Cuando estuvo firmemente apoyada, se lanzó con todas sus fuerzas por la grieta. El miedo de quedarse atascada en la oscuridad casi era más fuerte que ella. Las gotas de agua que caían le mojaban la cara. Comprendió que era imposible retroceder. Habría sido preferible morir de un balazo que en aquella brecha, aunque si conseguía llegar al otro lado de aquel cuello de botella no había que descartar que se ensanchara. Volvió a apoyarse y a empujar, rompiéndose la ropa en el esfuerzo. Otro empujón. Tanteó hacia delante. La grieta se estrechaba de golpe dos o tres centímetros. Movió la mano como una desesperada buscando algún punto más ancho, pero no había ninguno. Volvió a tantear, casi loca de miedo, pero estaba clarísimo: la brecha quedaba reducida a muy pocos centímetros en toda su extensión, con algunas rendijas todavía más estrechas que partían en varias direcciones. Deslizó las manos por todas partes, palpando toda la superficie de roca, pero era inútil.

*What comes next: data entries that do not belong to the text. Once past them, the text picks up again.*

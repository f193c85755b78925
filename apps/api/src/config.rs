use std::path::PathBuf;
use std::time::Duration;

use anyhow::{Context, Result};

use crate::artifacts::locator::LocatorConfig;

/// Application configuration loaded from environment variables.
/// Startup fails if required variables are missing.
#[derive(Debug, Clone)]
pub struct Config {
    pub database_url: String,
    pub s3_bucket: String,
    pub s3_endpoint: Option<String>,
    pub aws_region: String,
    pub aws_access_key_id: Option<String>,
    pub aws_secret_access_key: Option<String>,
    /// Root directory that legacy local artifact paths are relative to.
    pub files_base_path: PathBuf,
    pub legacy_path_prefixes: Vec<String>,
    pub object_store_scheme: String,
    pub latex_service_url: String,
    pub render_timeout: Duration,
    pub source_extension: String,
    pub rendered_extension: String,
    pub port: u16,
    pub rust_log: String,
}

impl Config {
    pub fn from_env() -> Result<Self> {
        dotenvy::dotenv().ok(); // load .env if present; ignore if missing

        Ok(Config {
            database_url: require_env("DATABASE_URL")?,
            s3_bucket: require_env("S3_BUCKET")?,
            s3_endpoint: optional_env("S3_ENDPOINT"),
            aws_region: env_or("AWS_REGION", "us-east-1"),
            aws_access_key_id: optional_env("AWS_ACCESS_KEY_ID"),
            aws_secret_access_key: optional_env("AWS_SECRET_ACCESS_KEY"),
            files_base_path: PathBuf::from(env_or("FILES_BASE_PATH", "./local_files")),
            legacy_path_prefixes: parse_prefixes(&env_or("LEGACY_PATH_PREFIXES", "/files/")),
            object_store_scheme: env_or("OBJECT_STORE_SCHEME", "s3://"),
            latex_service_url: env_or("LATEX_SERVICE_URL", "http://localhost:3001"),
            render_timeout: Duration::from_secs(
                env_or("RENDER_TIMEOUT_SECS", "120")
                    .parse::<u64>()
                    .context("RENDER_TIMEOUT_SECS must be a whole number of seconds")?,
            ),
            source_extension: env_or("SOURCE_EXTENSION", "tex"),
            rendered_extension: env_or("RENDERED_EXTENSION", "pdf"),
            port: env_or("PORT", "8080")
                .parse::<u16>()
                .context("PORT must be a valid port number")?,
            rust_log: env_or("RUST_LOG", "info"),
        })
    }

    /// The slice of configuration the artifact locator needs.
    pub fn locator_config(&self) -> LocatorConfig {
        LocatorConfig {
            store_scheme: self.object_store_scheme.clone(),
            legacy_prefixes: self.legacy_path_prefixes.clone(),
            source_extension: self.source_extension.clone(),
            rendered_extension: self.rendered_extension.clone(),
        }
    }
}

fn require_env(key: &str) -> Result<String> {
    std::env::var(key).with_context(|| format!("Required environment variable '{key}' is not set"))
}

fn optional_env(key: &str) -> Option<String> {
    std::env::var(key).ok().filter(|v| !v.trim().is_empty())
}

fn env_or(key: &str, default: &str) -> String {
    optional_env(key).unwrap_or_else(|| default.to_string())
}

fn parse_prefixes(raw: &str) -> Vec<String> {
    raw.split(',')
        .map(str::trim)
        .filter(|p| !p.is_empty())
        .map(str::to_string)
        .collect()
}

Se había abierto la espita de un miedo indescriptible, y Sally no pudo dominarse. Intentó retroceder con todo el cuerpo, aplicando tanta fuerza que casi no podía respirar, pero le faltaba un buen punto de apoyo y musculatura en los brazos para alejarse a pulso de donde estaba. Se había quedado atascada. No podía avanzar. Retroceder tampoco.

21

Tom probó todas las maneras de forzar el candado de la reja. Lo machacó con una piedra y le dio golpes con un tronco, pero no sirvió de nada. Dentro de la mina ya no se oía nada, ni siquiera los vagos ecos de antes. Tuvo la impresión de que el silencio lo haría enloquecer. A Sally podía estarle pasando cualquier cosa. Su vida y su muerte podían depender de un solo minuto, y aunque Tom diera gritos a través de la reja no conseguía llamar la atención del secuestrador.